Primary competition visual

African Credit Scoring Challenge

Helping Africa
$5 000 USD
Completed (~1 year ago)
1959 joined
1022 active
Starti
Nov 29, 24
Closei
Jan 12, 25
Reveali
Jan 13, 25
User avatar
Mohamed_Elnageeb
University of khartoum
32nd Solution notebook
Notebooks · 14 Jan 2025, 16:32 · 4

Hello Zindians! 👋

I’m glad to share my solution to this Competition, which was actually my first competition in almost 2 years! it was a month fill of fun, failures, and lots of learning.

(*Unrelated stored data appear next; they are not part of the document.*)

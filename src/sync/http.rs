use std::time::Duration;

use anyhow::{Context, Result};

use super::{ServerResponse, SubmissionSink, SyncError};
use crate::{log_error, log_info, models::SubmissionInput, settings::SyncSettings};

const ENABLE_LOGS: bool = true;

pub const CONTACT_PATH: &str = "/api/contact";
const USER_AGENT: &str = concat!("contact-ledger/", env!("CARGO_PKG_VERSION"));

/// Posts submissions as JSON to `{base_url}/api/contact`.
pub struct HttpSubmissionSink {
    client: reqwest::Client,
    endpoint: String,
}

impl HttpSubmissionSink {
    pub fn new(base_url: &str, timeout: Duration) -> Result<Self> {
        let client = reqwest::Client::builder()
            .user_agent(USER_AGENT)
            .timeout(timeout)
            .build()
            .context("failed to build HTTP client")?;

        Ok(Self {
            client,
            endpoint: endpoint_url(base_url),
        })
    }

    pub fn from_settings(settings: &SyncSettings) -> Result<Self> {
        Self::new(&settings.base_url, Duration::from_secs(settings.timeout_secs))
    }

    pub fn endpoint(&self) -> &str {
        &self.endpoint
    }

    async fn post(&self, input: &SubmissionInput) -> Result<ServerResponse, SyncError> {
        let response = self
            .client
            .post(&self.endpoint)
            .json(input)
            .send()
            .await
            .map_err(SyncError::Transport)?;

        let status = response.status();
        if !status.is_success() {
            let body = response.text().await.unwrap_or_default();
            return Err(SyncError::Status {
                status: status.as_u16(),
                body,
            });
        }

        response.json().await.map_err(SyncError::Decode)
    }
}

impl SubmissionSink for HttpSubmissionSink {
    async fn send_to_server(&self, input: &SubmissionInput) -> Result<ServerResponse, SyncError> {
        match self.post(input).await {
            Ok(body) => {
                log_info!("Forwarded submission from {} to {}", input.email, self.endpoint);
                Ok(body)
            }
            Err(err) => {
                log_error!("Failed to forward submission to {}: {err}", self.endpoint);
                Err(err)
            }
        }
    }
}

fn endpoint_url(base_url: &str) -> String {
    format!("{}{CONTACT_PATH}", base_url.trim_end_matches('/'))
}
//! Contact-form submission models.
//!
//! Records are persisted as one JSON array; field names match the documents
//! the site has always written (`name`, `email`, ..., `id`, `timestamp`,
//! `status`).

use std::{fmt, str::FromStr};

use anyhow::{anyhow, Error};
use serde::{Deserialize, Deserializer, Serialize};

/// Missing and `null` form values both decode as an empty string.
fn null_as_empty<'de, D>(deserializer: D) -> Result<String, D::Error>
where
    D: Deserializer<'de>,
{
    Ok(Option::<String>::deserialize(deserializer)?.unwrap_or_default())
}

#[derive(Debug, Clone, Copy, Serialize, Deserialize, PartialEq, Eq, Hash)]
#[serde(rename_all = "lowercase")]
pub enum SubmissionStatus {
    Pending,
    Processed,
}

impl SubmissionStatus {
    pub fn as_str(&self) -> &'static str {
        match self {
            SubmissionStatus::Pending => "pending",
            SubmissionStatus::Processed => "processed",
        }
    }
}

impl fmt::Display for SubmissionStatus {
    fn fmt(&self, f: &mut fmt::Formatter<'_>) -> fmt::Result {
        f.write_str(self.as_str())
    }
}

impl FromStr for SubmissionStatus {
    type Err = Error;

    fn from_str(value: &str) -> Result<Self, Self::Err> {
        match value {
            "pending" => Ok(SubmissionStatus::Pending),
            "processed" => Ok(SubmissionStatus::Processed),
            other => Err(anyhow!("unknown submission status '{other}'")),
        }
    }
}

/// Values collected from the contact form.
#[derive(Debug, Clone, Default, Serialize, Deserialize, PartialEq, Eq)]
pub struct SubmissionInput {
    #[serde(default, deserialize_with = "null_as_empty")]
    pub name: String,
    #[serde(default, deserialize_with = "null_as_empty")]
    pub email: String,
    #[serde(default, deserialize_with = "null_as_empty")]
    pub phone: String,
    #[serde(default, deserialize_with = "null_as_empty")]
    pub company: String,
    #[serde(default, deserialize_with = "null_as_empty")]
    pub service: String,
    #[serde(default, deserialize_with = "null_as_empty")]
    pub budget: String,
    #[serde(default, deserialize_with = "null_as_empty")]
    pub message: String,
}

impl SubmissionInput {
    pub fn new(name: impl Into<String>, email: impl Into<String>) -> Self {
        Self {
            name: name.into(),
            email: email.into(),
            ..Self::default()
        }
    }

    pub fn with_message(mut self, message: impl Into<String>) -> Self {
        self.message = message.into();
        self
    }
}

/// A stored submission.
#[derive(Debug, Clone, Serialize, Deserialize, PartialEq, Eq)]
pub struct SubmissionRecord {
    #[serde(default, deserialize_with = "null_as_empty")]
    pub name: String,
    #[serde(default, deserialize_with = "null_as_empty")]
    pub email: String,
    #[serde(default, deserialize_with = "null_as_empty")]
    pub phone: String,
    #[serde(default, deserialize_with = "null_as_empty")]
    pub company: String,
    #[serde(default, deserialize_with = "null_as_empty")]
    pub service: String,
    #[serde(default, deserialize_with = "null_as_empty")]
    pub budget: String,
    #[serde(default, deserialize_with = "null_as_empty")]
    pub message: String,
    /// Creation time in epoch milliseconds, unique within the collection.
    pub id: i64,
    /// ISO-8601 creation time, e.g. `2026-10-17T08:30:00.123Z`.
    pub timestamp: String,
    pub status: SubmissionStatus,
}

impl SubmissionRecord {
    pub fn new(id: i64, input: SubmissionInput, timestamp: String) -> Self {
        let SubmissionInput {
            name,
            email,
            phone,
            company,
            service,
            budget,
            message,
        } = input;

        Self {
            name,
            email,
            phone,
            company,
            service,
            budget,
            message,
            id,
            timestamp,
            status: SubmissionStatus::Pending,
        }
    }

    /// The caller-supplied part of the record, as sent to the backend.
    pub fn input(&self) -> SubmissionInput {
        SubmissionInput {
            name: self.name.clone(),
            email: self.email.clone(),
            phone: self.phone.clone(),
            company: self.company.clone(),
            service: self.service.clone(),
            budget: self.budget.clone(),
            message: self.message.clone(),
        }
    }
}

#[derive(Debug, Clone, Copy, Default, Serialize, Deserialize, PartialEq, Eq)]
pub struct SubmissionStats {
    pub total: usize,
    pub pending: usize,
    pub processed: usize,
}

impl SubmissionStats {
    pub fn from_records(records: &[SubmissionRecord]) -> Self {
        let count = |status: SubmissionStatus| records.iter().filter(|r| r.status == status).count();
        Self {
            total: records.len(),
            pending: count(SubmissionStatus::Pending),
            processed: count(SubmissionStatus::Processed),
        }
    }
}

You can check out the full code here: https://www.kaggle.com/code/thelastsmilodon/zindi-s-africa-credit-challenge-solution . 🎉

For my solution I got 32nd place but could have gotten 16th if I had trusted my Cv more (a lesson well learned). My approach consisted of training four base models (XGBoost, CatBoost, LightGBM, and MLP ) and blending them using a stacking ensemble. No Post-processing or "magic" was used.

  • What worked :
1. Feature Engineering : this was probably the most impactful step, the original features had very low correlation to the target but adding features like repayment_ratio = Total_Amount_to_Repay/Total_Amount had a high correlation (0.64) with the target.
2. Adding economic indicators data 
3. hyperparameter optimisation using optuna
4. Stratified group (by customer_id) K-Fold CV 
5. Feature Selection (inspired by https://www.kaggle.com/code/prashant111/comprehensive-guide-on-feature-selection/notebook)

  • What didn't work :
1. target encoding
2. SMOTE
3. SVM and Tabnet and other models
4. post processing (changing the 0.5 threshold worsened score)

Discussion 4 answers

Congratulations for your good performance and thank you for sharing.

15 Jan 2025, 09:49
Upvotes 1
User avatar
Mohamed_Elnageeb
University of khartoum

Thanks and congratulations to you too .

Would love to hear what worked for you too.

I did a lot of feature engineering ( mostly financial ratios, i even divided the debt rate by the duration ), i mostly worked with random forest classifier, probability threshold adjustement after predict_proba results to capture more true positives cases. I didn't have time to tune several models and then perform blending/stacking. This competition was tough for me but i'm still a beginner, i will continue to learn.

User avatar
Ecole Supérieure de la Statistique et de l'Analyse de l'Information

Congratulations to you! Unfortunately, the public/private leaderboard dilemma cost us dearly. Our biggest mistake was focusing too much on the public leaderboard, which resulted in a disappointing 106th place on the private leaderboard. What’s even more frustrating is that we had a submission capable of securing 31st place, but we overwrote it due to not saving our trials properly. This lack of organization ultimately cost us a much better rank.

16 Jan 2025, 03:17
Upvotes 0